O texto encerra também alertando para os riscos de que a polícia fizesse algo contra o carro: “Logo que for utilizado, o seu carro lhe será devolvido. É bom que a senhora mesmo vá buscá-lo, pois os agentes policiais da ditadura costumam se apoderar de carros abandonados, remodelá-los e por chapas frias, passando a usá-los na repressão aos revolucionários”. Tudo indica que a senhora Dilmar não ficou comovida com a carta, pois o documento consta num inquérito no Superior Tribunal Militar contra os militantes.

33 SOLNIK, p. 17. 34 BNM, Panfleto da VPR, 18/10/1971.
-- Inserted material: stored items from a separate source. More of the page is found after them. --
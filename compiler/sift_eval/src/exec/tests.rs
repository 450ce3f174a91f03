use std::sync::atomic::{AtomicUsize, Ordering};

use super::*;
use pretty_assertions::assert_eq;
use proptest::prelude::*;
use sift_diagnostic::RuntimeError;
use sift_ir::StringInterner;
use sift_value::Array;

use crate::default_registry;

fn lines(items: &[&str]) -> Value {
    let values = items.iter().map(|s| Value::string(s)).collect();
    Value::seq(Sequence::wrap(Value::array(Array::from_values(values))))
}

fn compile(source: &str, mode: MapMode) -> Result<Executor, Error> {
    let mut interner = StringInterner::new();
    let block = sift_parse::parse(source, &mut interner)?;
    let mut program = sift_types::infer(
        block,
        &Type::seq(Type::string()),
        &default_registry(),
        &interner,
        mode,
    )?;
    sift_opt::optimize(&mut program.block);
    Ok(Executor::new(&program, mode)?)
}

fn eval_in(source: &str, input: &[&str], mode: MapMode) -> Result<String, Error> {
    let executor = compile(source, mode)?;
    let result = executor.run(lines(input))?;
    Ok(result.to_text()?)
}

fn eval(source: &str, input: &[&str]) -> String {
    eval_in(source, input, MapMode::Hashed).unwrap()
}

fn runtime_error(source: &str, input: &[&str]) -> RuntimeError {
    match eval_in(source, input, MapMode::Hashed) {
        Err(Error::Runtime(e)) => e,
        other => panic!("expected a runtime error for {source:?}, got {other:?}"),
    }
}

/// Endless `"7"` lines, counting pulls.
struct Counting(Arc<AtomicUsize>);

impl Iterate for Counting {
    fn next(&mut self) -> EvalResult<Option<Value>> {
        self.0.fetch_add(1, Ordering::SeqCst);
        Ok(Some(Value::string("7")))
    }
}

#[test]
fn test_arithmetic() {
    assert_eq!(eval("1 + 2 * 3", &[]), "7");
    assert_eq!(eval("7 / 2", &[]), "3");
    assert_eq!(eval("2 ** 10", &[]), "1024");
    assert_eq!(eval("1u - 2u", &[]), "-1");
    assert_eq!(eval("7.0 / 2", &[]), "3.5");
    assert_eq!(eval("3 > 2, 3 < 2", &[]), "1\t0");
}

#[test]
fn test_division_by_zero_is_a_runtime_error() {
    assert_eq!(runtime_error("1 / 0", &[]), RuntimeError::DivisionByZero);
}

#[test]
fn test_sort_of_converted_lines() {
    assert_eq!(eval("sort(real(@))", &["3", "1", "2"]), "1\n2\n3");
    assert_eq!(eval("reverse(sort(uint(@)))", &["3", "1", "2"]), "3\n2\n1");
}

#[test]
fn test_lifted_cut_prints_every_field() {
    assert_eq!(eval("cut(@, ',')", &["a,b", "c,d"]), "a\nb\nc\nd");
    assert_eq!(eval(":cut(@, ',')", &["a,b", "c"]), "a\nb\nc");
    assert_eq!(eval("join(cut('a,b', ','), '-')", &[]), "a-b");
}

#[test]
fn test_flatten_of_atoms_does_not_resolve() {
    assert!(matches!(
        eval_in(":@", &["a"], MapMode::Hashed),
        Err(Error::Resolution(_))
    ));
}

#[test]
fn test_reducers_over_lines() {
    assert_eq!(eval("sum(int(@))", &["1", "2", "3"]), "6");
    assert_eq!(eval("avg(real(@))", &["1", "2", "3"]), "2");
    assert_eq!(eval("var(real(@))", &["1", "2", "3", "4"]), "1.25");
    assert_eq!(eval("count(@)", &["x", "y", "z"]), "3");
    assert_eq!(
        runtime_error("min(int(@))", &[]),
        RuntimeError::EmptyInput { function: "min" }
    );
}

#[test]
fn test_map_groups_duplicate_keys() {
    let out = eval_in(
        "{@[0] -> sum(int(@[1])) : cut(@, ',')}",
        &["a,1", "b,2", "a,3"],
        MapMode::Ordered,
    )
    .unwrap();
    assert_eq!(out, "a\t4\nb\t2");
}

#[test]
fn test_array_index_out_of_bounds() {
    assert_eq!(
        runtime_error("a = [. int(@) : @ .], a[100]", &["1", "2"]),
        RuntimeError::IndexOutOfBounds
    );
    assert_eq!(eval("a = [. int(@) : @ .], a[1]", &["1", "2"]), "2");
}

#[test]
fn test_generator_reads_outer_variables() {
    assert_eq!(eval("x = 10, [int(@) + x : @]", &["1", "2"]), "11\n12");
}

#[test]
fn test_filter_keeps_flagged_rows() {
    assert_eq!(eval("?[uint(@) > 1, @ : @]", &["1", "5", "3"]), "5\n3");
}

#[test]
fn test_sequences_are_lazy() {
    let pulls = Arc::new(AtomicUsize::new(0));
    let executor = compile("head(int(@), 2)", MapMode::Hashed).unwrap();
    let input = Value::seq(Sequence::new(Counting(Arc::clone(&pulls))));
    let result = executor.run(input).unwrap();
    assert_eq!(pulls.load(Ordering::SeqCst), 0);
    assert_eq!(result.to_text().unwrap(), "7\n7");
    assert_eq!(pulls.load(Ordering::SeqCst), 2);
}

#[test]
fn test_try_generator_skips_failing_elements() {
    assert_eq!(eval("[try int(@) : @]", &["1", "x", "3"]), "1\n3");
    assert!(matches!(
        runtime_error("[int(@) : @]", &["1", "x"]),
        RuntimeError::Conversion { .. }
    ));
}

#[test]
fn test_filter_generator_keeps_true_conditions() {
    assert_eq!(eval("[/ uint(@) > 1 : @]", &["1", "5", "3"]), "5\n3");
    assert_eq!(eval("[/ @ == 'b']", &["a", "b"]), "b");
}

#[test]
fn test_recursor_folds_left_to_right() {
    assert_eq!(eval("<< @[0] + uint(@[1]) : 0, @ >>", &["1", "2", "3"]), "6");
    assert_eq!(eval("<< @[0] * 10 + uint(@[1]) : 0, @ >>", &["1", "2", "3"]), "123");
    assert_eq!(eval("<< @[0] + 1 : 5, @ >>", &[]), "5");
}

#[test]
fn test_definitions_run_inlined() {
    assert_eq!(eval("def sq @ * @; [sq(int(@)) : @]", &["2", "3"]), "4\n9");
    assert_eq!(eval("def [k, v int(@)]; v(cut(@, '='))", &["a=1"]), "1");
    assert_eq!(eval("def $ @[1] + 1; $2", &[]), "3");
}

#[test]
fn test_uniques_over_lines() {
    assert_eq!(eval("uniques(@)", &["a", "b", "a"]), "2");
}

proptest! {
    #[test]
    fn test_sort_yields_the_sorted_multiset(xs in prop::collection::vec(0u32..1000, 0..20)) {
        let text: Vec<String> = xs.iter().map(u32::to_string).collect();
        let input: Vec<&str> = text.iter().map(String::as_str).collect();
        let mut expected = xs.clone();
        expected.sort_unstable();
        let expected: Vec<String> = expected.iter().map(u32::to_string).collect();
        prop_assert_eq!(eval("sort(uint(@))", &input), expected.join("\n"));
    }
}
//! Operator implementations for the executor.
//!
//! Operand types are fixed by inference, so dispatch is a plain match over
//! value pairs. Integer arithmetic is checked; mixed signed and unsigned
//! operands compute in `i64`, as does unsigned subtraction.

use sift_diagnostic::{
    corrupt_state, division_by_zero, integer_overflow, negative_exponent, not_implemented,
};
use sift_ir::Op;
use sift_value::{EvalResult, Value};

#[inline]
fn checked<T>(result: Option<T>, wrap: fn(T) -> Value, op_name: &'static str) -> EvalResult {
    result.map(wrap).ok_or_else(|| integer_overflow(op_name))
}

#[inline]
fn guarded<T, F>(zero: bool, op: F, wrap: fn(T) -> Value, op_name: &'static str) -> EvalResult
where
    F: FnOnce() -> Option<T>,
{
    if zero {
        Err(division_by_zero())
    } else {
        checked(op(), wrap, op_name)
    }
}

fn op_name(op: Op) -> &'static str {
    match op {
        Op::Add => "addition",
        Op::Sub => "subtraction",
        Op::Mul => "multiplication",
        Op::Div => "division",
        Op::Mod => "remainder",
        Op::Pow => "exponentiation",
        _ => "arithmetic",
    }
}

fn signed(v: u64, op: Op) -> EvalResult<i64> {
    i64::try_from(v).map_err(|_| integer_overflow(op_name(op)))
}

/// Apply a binary operator.
pub fn binary(op: Op, left: &Value, right: &Value) -> EvalResult {
    match op {
        Op::Eq => return Ok(truth(left == right)),
        Op::Lt => return Ok(truth(left < right)),
        _ => {}
    }
    match (&*left.plain(), &*right.plain()) {
        (Value::Real(a), Value::Real(b)) => real_binary(op, *a, *b),
        (Value::UInt(a), Value::UInt(b)) if op != Op::Sub => uint_binary(op, *a, *b),
        (Value::UInt(a), Value::UInt(b)) => int_binary(op, signed(*a, op)?, signed(*b, op)?),
        (Value::Int(a), Value::Int(b)) => int_binary(op, *a, *b),
        (Value::Int(a), Value::UInt(b)) if is_bitwise(op) => int_binary(op, *a, *b as i64),
        (Value::UInt(a), Value::Int(b)) if is_bitwise(op) => int_binary(op, *a as i64, *b),
        (Value::Int(a), Value::UInt(b)) => int_binary(op, *a, signed(*b, op)?),
        (Value::UInt(a), Value::Int(b)) => int_binary(op, signed(*a, op)?, *b),
        _ => Err(not_implemented(op.symbol())),
    }
}

fn is_bitwise(op: Op) -> bool {
    matches!(op, Op::And | Op::Or | Op::Xor)
}

fn truth(b: bool) -> Value {
    Value::UInt(u64::from(b))
}

fn int_binary(op: Op, a: i64, b: i64) -> EvalResult {
    let name = op_name(op);
    match op {
        Op::Add => checked(a.checked_add(b), Value::Int, name),
        Op::Sub => checked(a.checked_sub(b), Value::Int, name),
        Op::Mul => checked(a.checked_mul(b), Value::Int, name),
        Op::Div => guarded(b == 0, || a.checked_div(b), Value::Int, name),
        Op::Mod => guarded(b == 0, || a.checked_rem(b), Value::Int, name),
        Op::Pow => {
            if b < 0 {
                return Err(negative_exponent());
            }
            let exp = u32::try_from(b).map_err(|_| integer_overflow(name))?;
            checked(a.checked_pow(exp), Value::Int, name)
        }
        Op::And => Ok(Value::Int(a & b)),
        Op::Or => Ok(Value::Int(a | b)),
        Op::Xor => Ok(Value::Int(a ^ b)),
        _ => Err(not_implemented(op.symbol())),
    }
}

fn uint_binary(op: Op, a: u64, b: u64) -> EvalResult {
    let name = op_name(op);
    match op {
        Op::Add => checked(a.checked_add(b), Value::UInt, name),
        Op::Mul => checked(a.checked_mul(b), Value::UInt, name),
        Op::Div => guarded(b == 0, || a.checked_div(b), Value::UInt, name),
        // `%` always yields a signed result.
        Op::Mod => int_binary(op, signed(a, op)?, signed(b, op)?),
        Op::Pow => {
            let exp = u32::try_from(b).map_err(|_| integer_overflow(name))?;
            checked(a.checked_pow(exp), Value::UInt, name)
        }
        Op::And => Ok(Value::UInt(a & b)),
        Op::Or => Ok(Value::UInt(a | b)),
        Op::Xor => Ok(Value::UInt(a ^ b)),
        _ => Err(not_implemented(op.symbol())),
    }
}

fn real_binary(op: Op, a: f64, b: f64) -> EvalResult {
    Ok(Value::Real(match op {
        Op::Add => a + b,
        Op::Sub => a - b,
        Op::Mul => a * b,
        Op::Div => a / b,
        Op::Pow => a.powf(b),
        _ => return Err(not_implemented(op.symbol())),
    }))
}

/// Apply `!` or `~`.
pub fn unary(op: Op, operand: &Value) -> EvalResult {
    match (op, &*operand.plain()) {
        (Op::Not, Value::Int(v)) => Ok(truth(*v == 0)),
        (Op::Not, Value::UInt(v)) => Ok(truth(*v == 0)),
        (Op::BitNot, Value::Int(v)) => Ok(Value::Int(!v)),
        (Op::BitNot, Value::UInt(v)) => Ok(Value::UInt(!v)),
        _ => Err(not_implemented(op.symbol())),
    }
}

/// Integer to real.
pub fn to_real(value: &Value) -> EvalResult {
    match &*value.plain() {
        Value::Int(v) => Ok(Value::Real(*v as f64)),
        Value::UInt(v) => Ok(Value::Real(*v as f64)),
        Value::Real(v) => Ok(Value::Real(*v)),
        _ => Err(corrupt_state("converting a non-integer to real")),
    }
}

#[cfg(test)]
#[allow(
    clippy::unwrap_used,
    reason = "tests use unwrap to panic on unexpected state"
)]
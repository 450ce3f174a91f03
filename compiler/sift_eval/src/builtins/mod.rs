//! The core builtin library.
//!
//! | Module | Functions |
//! |--------|-----------|
//! | [`convert`] | `int`, `uint`, `real`, `string`, `abs` |
//! | [`text`] | `cut`, `join` |
//! | [`collections`] | `array`, `sort`, `reverse`, `count`, `head`, `flatten`, `filter` |
//! | [`reducers`] | `sum`, `min`, `max`, `avg`, `var`, `stdev`, `uniques` |
//! | [`logic`] | `if` |
//!
//! Every function is registered through a checker on the argument type, so
//! one name covers all the shapes it accepts. Anything a checker rejects
//! falls through to lifting over sequences in the registry.

mod collections;
mod convert;
mod logic;
mod reducers;
mod text;

use sift_diagnostic::not_implemented;
use sift_types::Registry;
use sift_value::{EvalResult, Value};

/// Registry holding the core builtin set.
pub fn default_registry() -> Registry {
    let mut registry = Registry::new();
    convert::register(&mut registry);
    text::register(&mut registry);
    collections::register(&mut registry);
    reducers::register(&mut registry);
    logic::register(&mut registry);
    registry
}

/// Fields of a tuple argument.
fn args<'v>(input: &'v Value, function: &'static str) -> EvalResult<&'v [Value]> {
    input.as_tuple().ok_or_else(|| not_implemented(function))
}

/// An integer flag: anything but zero is true.
fn truth(flag: &Value, function: &'static str) -> EvalResult<bool> {
    match &*flag.plain() {
        Value::Int(v) => Ok(*v != 0),
        Value::UInt(v) => Ok(*v != 0),
        _ => Err(not_implemented(function)),
    }
}

#[cfg(test)]
#[allow(
    clippy::unwrap_used,
    reason = "tests use unwrap to panic on unexpected state"
)]
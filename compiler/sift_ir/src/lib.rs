//! Sift IR - types and bytecode for the sift compiler.
//!
//! This crate contains the data structures shared by every compiler stage:
//! - [`Type`]: the closed structural type language
//! - [`Atom`]: literal scalars carried by `Val` instructions
//! - [`Instruction`] / [`Block`]: the stack bytecode with nested closures
//! - [`Name`] / [`StringInterner`]: interned identifiers owned by a session
//! - [`dump_block`]: the `-vv`/`-vvv` program printer
//!
//! # Design
//!
//! Instructions are created untyped by the parser, then mutated in place by
//! the inferencer (types, slots, call handles). After inference they are
//! immutable. Resolved native functions are not stored on instructions; a
//! [`CallId`] indexes the compiled program's call table instead, which keeps
//! this crate free of runtime value types.

mod atom;
mod instr;
mod interner;
mod printer;
mod stack;
mod types;

pub use atom::Atom;
pub use instr::{Block, CallId, Instruction, Op, Operand};
pub use interner::{Name, StringInterner};
pub use printer::dump_block;
pub use stack::ensure_sufficient_stack;
pub use types::{AtomType, Type};
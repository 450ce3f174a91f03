//! Literal scalars.

use std::fmt;
use std::sync::Arc;

use crate::AtomType;

/// A literal operand of a `Val` instruction.
///
/// Reals compare by bit pattern so instruction lists can be compared
/// structurally (inference idempotence relies on it).
#[derive(Clone, Debug)]
pub enum Atom {
    Int(i64),
    UInt(u64),
    Real(f64),
    Str(Arc<str>),
}

impl Atom {
    pub fn ty(&self) -> AtomType {
        match self {
            Atom::Int(_) => AtomType::Int,
            Atom::UInt(_) => AtomType::UInt,
            Atom::Real(_) => AtomType::Real,
            Atom::Str(_) => AtomType::String,
        }
    }

    pub fn string(s: &str) -> Self {
        Atom::Str(Arc::from(s))
    }
}

impl PartialEq for Atom {
    fn eq(&self, other: &Self) -> bool {
        match (self, other) {
            (Atom::Int(a), Atom::Int(b)) => a == b,
            (Atom::UInt(a), Atom::UInt(b)) => a == b,
            (Atom::Real(a), Atom::Real(b)) => a.to_bits() == b.to_bits(),
            (Atom::Str(a), Atom::Str(b)) => a == b,
            _ => false,
        }
    }
}

impl Eq for Atom {}

impl fmt::Display for Atom {
    fn fmt(&self, f: &mut fmt::Formatter<'_>) -> fmt::Result {
        match self {
            Atom::Int(v) => write!(f, "{v}"),
            Atom::UInt(v) => write!(f, "{v}u"),
            Atom::Real(v) => write!(f, "{v:?}"),
            Atom::Str(s) => write!(f, "{s:?}"),
        }
    }
}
Esses casos nos fazem lembrar de uma questão levantada por Marcelo Ridenti, e que muitas vezes é desconsiderada nas análises, o fato de que por mais que passassem dificuldades, ameaças, prisões, torturas e morte, o espírito geral dessas pessoas estava vinculado a uma crença, uma percepção de que aquelas atividades lhes faziam bem de alguma forma, uma espécie de satisfação a si mesmo de que fariam aquilo que de fato acreditavam ser o justo, o correto. Ridenti cita a fala de Cesar Benjamim: “eu era uma pessoa feliz. Apesar das limitações da clandestinidade”. Pedro Rocha relatou que “se sentia muito satisfeito, a militância sempre foi um motivo de satisfação pessoal”, e ainda, José Genoíno: “no Araguaia, nunca me senti triste (...) fazíamos aquilo em que acreditávamos e confiávamos; nós tínhamos uma convicção muito profunda naquilo”.35 É muito importante recuperar esse elemento, que somado à consciência que os militantes tinham com relação às imposições da própria organização, dão um quadro mais claro de que nossa visão, hoje, não pode se fixar em falsas questões como o “caráter democrático” daqueles grupos, pois essa questão simplesmente não fazia sentido para um grupo que precisava existir sob rígidas regras de segurança: “as normas de funcionamento interno das organizações comunistas eram acatadas como necessárias e legítimas, na época”36. Veremos que havia sim conflitos dentro das organizações, e militantes discordavam de posições, podendo inclusive abandoná-las, mas era dentro do processo da luta que isso se construía. É relevante também mencionar que há uma tensão permanente entre estudantes e militantes de origem operária e militarista. Na medida em que as quedas se dão, as ações urbanas os estudantes passam a ter papel mais importante, e pressionam pela realização de ações de massa. Essa concepção se choca com a necessidade de estruturar uma luta mais duradoura.

35 Relatos coletados por Marcelo Ridenti, p. 259. 36 Idem.